Fix is the conclusion of the ‘Mancer trilogy by Ferrett Steinmetz. I’ve enjoyed the series so far, so the conclusion had rather large shoes to fill. Generally speaking, it manages to match, and in some cases exceed, my rather high expectations.
The world of Fix feels a little different to that of Flux, its immediate predecessor. Here we’re slowly seeing the rise of a legitimate front for the issue of rights for ‘Mancers. They’ve spun out of the rather more violent ‘Project Mayhem’ of the previous book, but Paul, his family, Robert, Valentine and the rest of the gang seem to be trying to go legitimate. With the spectre of a broken Europe, torn apart by magical breaches, ahead of them, the US public are sceptical of those using magic, especially when they’re not under government control. But they’re also increasingly willing to believe that those people are deserving of rights and protections.
Europe looms large through the text, a boogeyman of chaotic magic, where natural laws may suddenly cease to apply, often without any warning. Government ‘Unimancers’ struggle to contain the devastation, whilst acting as a hive-mind of ‘mancy. The Unimancers have been a faceless force until now, a single-minded horde driven to destroy our protagonists at the behest of a government terrified by uncontrolled ‘mancy. Now they’re still a bit scary, but we’re allowed to see a little further into their space, and look at what drives the Unimancers.
Steinmetz has provided a world where magic and mayhem go hand in hand. Where humanity appears to be on a precipice, a world where there are discussions about civil rights, about transhumanism, about government overreach going on forcefully, both in the fore and background of the narrative. It’s fascinating stuff, and it provides a compelling context for our heroes and their actions.
The central cast remains the same as the previous volume. We spend some quality time with Paul here, the Bureaumancer who can use paperwork to change the nature of reality. As the narrative begins, he’s struggling to provide a normal-seeming life for his family – his daughter is the world’s youngest ‘mancer, and all of them are on the run from a government which hasn’t exactly hesitated to use lethal force. In hiding, trying to create average lives for themselves, there’s the scent of a storm in the air. The author catches the ionised tang of paranoia and claustrophobia perfectly, as well as evoking perfectly the loneliness that being outside of society entails. Paul is on the outside, looking in to a world he may no longer be part of – and over the course of the text, he’s left questioning himself, his motivations, and whether what he’s attempting to achieve is actually right.
The focus of the narrative is really on family, especially the relationship between Paul and his daughter, Aliyah, whom we saw receiving a rather rough and ready education in ‘mancy in the preceding book. Aliyah is fragile in some ways, a person afraid of being who she is, because that person can be a spectacular danger to others. Still, over the course of the text, she is perhaps the one that undergoes the greatest change – looking for her identity, existing outside of her father’s influence and desire to protect her. Aliyah is always a pleasure to read, and now older than she was in the previous book, is grappling with how to live her own life, and decide who she is and who she wants to be. Perhaps unsurprisingly, given her magical talents, this process of discovery is a bit more fraught than it might have been otherwise.

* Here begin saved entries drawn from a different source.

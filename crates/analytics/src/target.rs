use crate::bands::{band_for_risk, band_midpoint};
use crate::scoring::{LONG_THRESHOLD, SHORT_THRESHOLD, base_score};
use core_types::{SignalStrength, SignalType, TargetSetup, TargetSuggestion, TimeBandRecord};
use risk::RiskGrid;
use rust_decimal::Decimal;
use rust_decimal_macros::dec;

/// Long-side bands, nearest to the neutral zone first.
const LONG_SCAN: [usize; 3] = [2, 1, 0];
/// Short-side bands, nearest to the neutral zone first.
const SHORT_SCAN: [usize; 3] = [7, 8, 9];

/// Fallback entry risks when no rarer neighbor exists.
const FALLBACK_LONG_RISK: Decimal = dec!(0.25);
const FALLBACK_SHORT_RISK: Decimal = dec!(0.75);

/// Proposes an alternate entry in a rarer band next to the current one.
///
/// Single-hop and greedy: each side returns the first scanned band that has
/// been visited, but less often than the current band. It is not a search
/// for the globally best band.
#[derive(Debug, Default, Clone, Copy)]
pub struct TargetFinder;

impl TargetFinder {
    pub fn new() -> Self {
        Self
    }

    pub fn find(
        &self,
        record: &TimeBandRecord,
        risk: Decimal,
        strength: SignalStrength,
        grid: &RiskGrid,
    ) -> TargetSuggestion {
        let current_days = record.band_counts[band_for_risk(risk)];

        let mut setups = Vec::with_capacity(2);
        if risk > LONG_THRESHOLD {
            setups.extend(self.scan(record, &LONG_SCAN, SignalType::Long, current_days, grid));
        }
        if risk < SHORT_THRESHOLD {
            setups.extend(self.scan(record, &SHORT_SCAN, SignalType::Short, current_days, grid));
        }

        if !setups.is_empty() {
            TargetSuggestion::Setups { setups }
        } else if strength.is_actionable() {
            TargetSuggestion::AlreadyOptimal
        } else {
            TargetSuggestion::WaitForExtreme {
                long_entry_price: grid.price_at(FALLBACK_LONG_RISK),
                short_entry_price: grid.price_at(FALLBACK_SHORT_RISK),
            }
        }
    }

    fn scan(
        &self,
        record: &TimeBandRecord,
        order: &[usize],
        direction: SignalType,
        current_days: u32,
        grid: &RiskGrid,
    ) -> Option<TargetSetup> {
        let band = order.iter().copied().find(|&band| {
            let days = record.band_counts[band];
            days > 0 && days < current_days
        })?;

        let target_risk = band_midpoint(band);
        let coefficient = record.band_coefficients[band];
        Some(TargetSetup {
            direction,
            band,
            band_days: record.band_counts[band],
            target_risk,
            target_price: grid.price_at(target_risk),
            coefficient,
            target_score: base_score(target_risk) * coefficient,
        })
    }
}
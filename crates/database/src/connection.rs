use crate::error::DbError;
use dotenvy::dotenv;
use sqlx::{PgPool, postgres::PgPoolOptions};
use std::env;
use std::time::Duration;

/// Establishes a connection pool to the PostgreSQL database.
///
/// `DATABASE_URL` is read from the process environment, after loading a
/// `.env` file if one exists.
pub async fn connect() -> Result<PgPool, DbError> {
    // A missing .env file is fine; the variable may come from the environment.
    dotenv().ok();

    let database_url = env::var("DATABASE_URL")
        .map_err(|_e| DbError::ConnectionConfigError("DATABASE_URL must be set.".to_string()))?;

    connect_to(&database_url).await
}

/// Establishes a connection pool to an explicit database URL.
pub async fn connect_to(database_url: &str) -> Result<PgPool, DbError> {
    let pool = PgPoolOptions::new()
        .max_connections(10)
        .acquire_timeout(Duration::from_secs(5))
        .connect(database_url)
        .await?;

    Ok(pool)
}

/// Applies the embedded schema migrations.
pub async fn run_migrations(pool: &PgPool) -> Result<(), DbError> {
    sqlx::migrate!("./migrations").run(pool).await?;
    Ok(())
}
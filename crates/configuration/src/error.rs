use thiserror::Error;

#[derive(Error, Debug)]
pub enum ConfigError {
    #[error("Could not read configuration: {0}")]
    Load(#[from] config::ConfigError),

    #[error("Invalid configuration: {0}")]
    Invalid(String),

    #[error("Could not set up logging: {0}")]
    Logging(String),
}
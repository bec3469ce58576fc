use thiserror::Error;

#[derive(Error, Debug, Clone, PartialEq)]
pub enum AnalyticsError {
    #[error("Symbol '{0}' has no risk observation yet; run a daily update first.")]
    NoObservation(String),
}
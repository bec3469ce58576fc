use thiserror::Error;

#[derive(Error, Debug)]
pub enum EngineError {
    #[error("Configuration error: {0}")]
    Configuration(String),

    #[error("Price source error: {0}")]
    Api(#[from] api_client::error::ApiError),

    #[error("Price for '{symbol}' is unavailable: {reason}")]
    PriceUnavailable { symbol: String, reason: String },

    #[error("Database error: {0}")]
    Database(#[from] database::DbError),

    #[error("Risk grid error: {0}")]
    Risk(#[from] risk::RiskError),

    #[error("Analytics error: {0}")]
    Analytics(#[from] analytics::AnalyticsError),

    #[error("Symbol '{0}' is not tracked.")]
    NotTracked(String),

    #[error("Invalid input: {0}")]
    InvalidInput(String),
}

impl EngineError {
    /// True when the error means "this symbol is unknown here" rather than a failure.
    pub fn is_not_found(&self) -> bool {
        matches!(
            self,
            EngineError::NotTracked(_)
                | EngineError::Risk(risk::RiskError::GridMissing(_))
                | EngineError::Database(database::DbError::UnknownSymbol(_))
        )
    }
}
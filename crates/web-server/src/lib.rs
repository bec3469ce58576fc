use axum::{Router, routing::get};
use engine::RiskService;
use std::net::SocketAddr;
use std::sync::Arc;
use tower_http::{
    cors::{Any, CorsLayer},
    trace::TraceLayer,
};

pub mod error;
pub mod handlers;

/// The shared application state that all handlers can access.
#[derive(Clone)]
pub struct AppState {
    pub service: RiskService,
}

/// Builds the read-only query API.
pub fn router(state: Arc<AppState>) -> Router {
    let cors = CorsLayer::new()
        .allow_origin(Any)
        .allow_methods(Any)
        .allow_headers(Any);

    Router::new()
        .route("/api/health", get(handlers::health))
        .route("/api/symbols", get(handlers::list_symbols))
        .route("/api/risk/:symbol", get(handlers::get_risk))
        .route("/api/price/:symbol", get(handlers::get_price))
        .route("/api/score/:symbol", get(handlers::get_score))
        .with_state(state)
        .layer(cors)
        .layer(TraceLayer::new_for_http())
}

/// Serves the query API on `addr` until the process is stopped.
/// Tracing must already be initialized by the caller.
pub async fn run_server(addr: SocketAddr, service: RiskService) -> anyhow::Result<()> {
    let app = router(Arc::new(AppState { service }));

    tracing::info!("Web server listening on http://{}", addr);

    let listener = tokio::net::TcpListener::bind(addr).await?;
    axum::serve(listener, app).await?;

    Ok(())
}
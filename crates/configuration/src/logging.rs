use crate::error::ConfigError;
use crate::settings::Logging;
use tracing_appender::non_blocking::WorkerGuard;
use tracing_subscriber::{EnvFilter, fmt, layer::SubscriberExt, util::SubscriberInitExt};

/// Installs the global tracing subscriber.
///
/// Events go to stdout and to a daily-rolling file under
/// `settings.directory`. `RUST_LOG` overrides `settings.level` when set.
/// The returned guard flushes the file writer on drop, so the caller must
/// hold it for the lifetime of the process.
pub fn init_tracing(settings: &Logging) -> Result<WorkerGuard, ConfigError> {
    let file_appender =
        tracing_appender::rolling::daily(&settings.directory, &settings.file_prefix);
    let (file_writer, guard) = tracing_appender::non_blocking(file_appender);

    let filter = match EnvFilter::try_from_default_env() {
        Ok(filter) => filter,
        Err(_) => EnvFilter::try_new(&settings.level)
            .map_err(|e| ConfigError::Logging(e.to_string()))?,
    };

    tracing_subscriber::registry()
        .with(filter)
        .with(fmt::layer().with_target(false))
        .with(fmt::layer().with_ansi(false).with_writer(file_writer))
        .try_init()
        .map_err(|e| ConfigError::Logging(e.to_string()))?;

    Ok(guard)
}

This is really a book about family, and what family is to people, and how the bonds of family are structured and stretched. That the family can throw fire, shatter security systems and occasionally play football (‘soccer’) is a bonus. There’s more from Valentine here too, as she tries to help Aalliyah with her self-identification, and struggles with her own relationship with Robert – who, no longer a ‘mancer, is having his own problems. There’s a complex family dynamic going on here, as well as questions of who is family, and how, and what ties them together. The interpersonal relations are done with care and attention, and are incredibly convincing – and emotionally fraught. I have to admit, this dynamic was my favourite part of the last text, and it’s great to see that it’s a core component of this one – and has remained as well done. The characters are flawed, sometimes broken people, but there’s a sense of affection and love permeating the pages as well, and making the whole feel quite painfully real.
The plot – well, no spoilers, I think, but let’s just say it makes the stakes of ‘Flux’ look small-time. There’s some absolutely top notch action scenes, which flow nicely and seem to end explosively – and an unflinching examination of the costs of those scenes as well. The book kicks off with a bang, and whilst there are some wonderfully contemplative moments throughout, there’s also a ratcheting tension which drives a need to find out exactly what happens next. The conclusion is explosive, but also carries a narrative veracity which comes from having characters you know and care about, as they put themselves in danger for a cause that they – and the reader – are invested in.
Is it worth reading? If you’ve not read the series before, this would probably work as a stand alone, but I’d start at the beginning . If you’re already a reader of the series, you owe it to yourself to pick up the conclusion. It’s thoroughly enjoyable.